There’s still a great deal of empty rhetoric about the urgent need to rebalance the country’s economy but so far little evidence of any real long term action. The politicians have fixated on the need to re-establish an effective manufacturing base neglecting or avoiding the other equally important aspects that caused the problems in the first case. They remain wedded, indeed addicted, to the financial services and the city which is now widely discredited and to a large extent got us into the current crisis. Baling out the banks and financial institutions and printing money through quantitative easing reinforces the view that the country’s economy will continue to be based on consumerism and housing bubbles and a misguided belief in a debt and loan regime.
One crucial element in creating a more balanced economy with a revitalised and effective manufacturing base is a highly qualified workforce. This is where apprenticeships play a key role in producing a highly qualified workforce and must become the top priority on the education and training agenda. I would also suggest that for this to become a reality the apprenticeship programmes must be preferentially treated in order to attract and retain people. Apprenticeships along with technical and vocational education and training have been perceived as second best when compared with the supposed academic programmes such as GCSE/GCEs/Degrees.
One aspect that should not be introduced is a load regime and yet that is exactly what the government has done, mirroring the model for HE students with all the attendant problems that will cause. Apprentices aged over 24 starting on level 3 or 4 programmes can take out a loan for their tuition fees and the on-job training if the employer cannot or will not cover these costs. The apprentices will start paying back the loan when their income reaches £21,000 per annum. Any loan scheme will most certainly deter people of all ages from enrolling on these programmes; quite rightly they will be reluctant to incur such debts. The new Advanced and Higher-level apprenticeship programmes must encourage and attract committed and enthusiastic people who will include precisely those who would have been deterred by the HE loan regimes. The evidence already (November 2013) indicates that only 77 have applied against the target set by the government of 25,000 for the period of 2013/2014.
The massive challenge facing this country can be exemplified in the recent survey carried out by the Royal Academy of Engineering that highlighted the need to create 830,000 professional scientists, engineers and technologists between 2012 and 2020; that represents over 100,000 per annum. Bearing in mind the pathetic number of graduates currently in these disciplines from Further and Higher Education Institutes, private training providers and apprenticeship programmes these targets represent an impossible task whatever the government says. The additional money promised, namely £49 million, is totally inadequate to tackle this problem considering it could take a generation to tackle and resolve the problems in supplying people with qualifications involving scientific and mathematical specialisms.

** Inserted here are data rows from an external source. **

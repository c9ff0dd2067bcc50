//! Error types for backend calls and the Google link workflow
//!
//! Errors are recovered locally by whichever component hit them:
//! - ApiError: one failed request, shown inline on the panel that issued it
//! - LinkError: connect/sync failures, shown next to the link control
//!
//! Nothing here is retried automatically. Recovery is the next scheduled poll
//! or a user-triggered refresh.

use thiserror::Error;

/// Text shown when the backend gave no `detail` and the transport failed.
pub const BACKEND_UNREACHABLE: &str =
    "Could not reach the dashboard backend. Please check if the backend is running.";

/// Failure of a single request against the dashboard backend.
#[derive(Debug, Clone, PartialEq, Eq, Error)]
pub enum ApiError {
    /// Connection refused, DNS failure, reset mid-body, etc.
    #[error("Network error: {0}")]
    Transport(String),

    /// Backend answered with a non-2xx status, with its `detail` text if any.
    #[error("Backend error {status}: {}", .detail.as_deref().unwrap_or("no detail"))]
    Status { status: u16, detail: Option<String> },

    /// Body was not the JSON document we expected at all.
    #[error("Failed to parse response: {0}")]
    Decode(String),
}

impl ApiError {
    /// Human-readable text for an inline error banner.
    pub fn user_message(&self) -> String {
        match self {
            ApiError::Transport(_) => BACKEND_UNREACHABLE.to_string(),
            ApiError::Status { status, detail } => detail
                .clone()
                .unwrap_or_else(|| format!("Request failed (HTTP {})", status)),
            ApiError::Decode(_) => "Unexpected response from the dashboard backend".to_string(),
        }
    }

    pub fn status(&self) -> Option<u16> {
        match self {
            ApiError::Status { status, .. } => Some(*status),
            _ => None,
        }
    }
}

impl From<reqwest::Error> for ApiError {
    fn from(err: reqwest::Error) -> Self {
        if err.is_decode() {
            ApiError::Decode(err.to_string())
        } else {
            ApiError::Transport(err.to_string())
        }
    }
}

/// Failure surfaced by the Google link orchestrator.
///
/// The payload is already user-facing text.
#[derive(Debug, Clone, PartialEq, Eq, Error)]
pub enum LinkError {
    #[error("User not authenticated")]
    NotAuthenticated,

    #[error("{0}")]
    Connect(String),

    #[error("{0}")]
    Sync(String),

    #[error("{0}")]
    Status(String),
}

impl LinkError {
    /// Connect failure, preferring the backend's `detail`.
    pub fn connect(err: &ApiError) -> Self {
        LinkError::Connect(match err {
            ApiError::Status { detail, .. } => detail
                .clone()
                .unwrap_or_else(|| "Failed to connect Google account".to_string()),
            _ => "Failed to connect Google account. Please check if the backend is running."
                .to_string(),
        })
    }

    /// Sync failure, preferring the backend's `detail`.
    pub fn sync(err: &ApiError) -> Self {
        LinkError::Sync(match err {
            ApiError::Status { detail, .. } => {
                detail.clone().unwrap_or_else(|| "Sync failed".to_string())
            }
            _ => "Sync failed. Please check if the backend is running.".to_string(),
        })
    }

    /// Status refresh failure. Never shown globally, only returned to the caller.
    pub fn status(err: &ApiError) -> Self {
        LinkError::Status(err.user_message())
    }
}
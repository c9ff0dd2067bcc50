//! Cognitive load gauge.

use async_trait::async_trait;

use super::Panel;
use crate::api::{ApiError, DashboardApi};
use crate::types::CognitiveLoad;

pub struct CognitiveLoadPanel;

#[async_trait]
impl Panel for CognitiveLoadPanel {
    const NAME: &'static str = "cognitive_load";
    type Snapshot = Option<CognitiveLoad>;

    async fn load(
        &self,
        api: &dyn DashboardApi,
        user_id: &str,
    ) -> Result<Option<CognitiveLoad>, ApiError> {
        api.cognitive_load(user_id).await
    }

    fn is_empty(snapshot: &Option<CognitiveLoad>) -> bool {
        snapshot.is_none()
    }

    fn empty_message() -> &'static str {
        "Not enough activity to estimate cognitive load yet."
    }
}

#[derive(Debug, Clone, Copy, PartialEq, Eq)]
pub enum LoadBand {
    Low,
    Moderate,
    High,
}

impl LoadBand {
    pub const MODERATE_FROM: f64 = 40.0;
    pub const HIGH_FROM: f64 = 70.0;

    pub fn from_score(score: f64) -> Self {
        if score >= Self::HIGH_FROM {
            LoadBand::High
        } else if score >= Self::MODERATE_FROM {
            LoadBand::Moderate
        } else {
            LoadBand::Low
        }
    }

    pub fn label(&self) -> &'static str {
        match self {
            LoadBand::Low => "Low",
            LoadBand::Moderate => "Moderate",
            LoadBand::High => "High",
        }
    }
}

/// Score clamped to the 0-100 gauge.
pub fn gauge_value(load: &CognitiveLoad) -> f64 {
    if load.score.is_nan() {
        return 0.0;
    }
    load.score.clamp(0.0, 100.0)
}

/// Backend status text when it sent one, otherwise the computed band.
pub fn status_label(load: &CognitiveLoad) -> String {
    if load.status.trim().is_empty() {
        LoadBand::from_score(gauge_value(load)).label().to_string()
    } else {
        load.status.clone()
    }
}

The long standing reluctance among people to pursue these subjects particularly in the technical and vocational e.g. engineering and applied science disciplines has cultural roots and has been a major contributing factor to the low supply of people into engineering and manufacturing industries. Current 25% of skilled workers in manufacturing and engineering are immigrants – some commentators put the figure closer to 50%. Other problems associated with engineering apprenticeships are the high costs of such programmes and that demand for places far exceeds the supply. The time to recoup the costs of a typical engineering apprenticeship programme is 3.5 years and there are already 11 applicants for every place currently available. This latter point is due to the fact that there are relatively few engineering companies in the country and equally worrying is the fact that employers still adopt a short term view of investment in training – another example of the British disease of short termism which fails to see the long term benefits in investment.
There has to be a fundamental shift in government policy across a wide range of issues including massive investment in technical and vocational education, training and apprenticeship programmes. This must be coupled with developing consistent policies and longer term support to colleges, employers and students wishing to pursue such disciplines even if it means introducing positively discriminatory and preferential approaches for financial support for the apprentices. In fact because of the importance of this issue cross party support is urgently needed with effective partnerships between professional bodies, employers and employer organisations and other interested parties.
Equally important, as has been said many times, an effective system of Information, Advice and Guidance (IAG) has to be introduced which provides valid, honest broker ship and up to date data and information on the economic and business futures to people of all ages. Employers must also be encouraged through tax incentives to offer programmes of Continuous Professional Development (CPD) to all their employees to make certain that they are members of a flexible, adaptable and productive labour force. Industries must also increase their productivity, creativity and competiveness in order to compete in the ever expanding global markets. Recent surveys have stressed the importance of apprenticeships, with the Centre for Economics and Business Research and Barclays identifying that the economy could be boosted and benefit by £4.4 billion pounds a year with apprentices entering the workforce. One survey estimates each apprentice could contribute £214 per week to the economy on entering the workforce.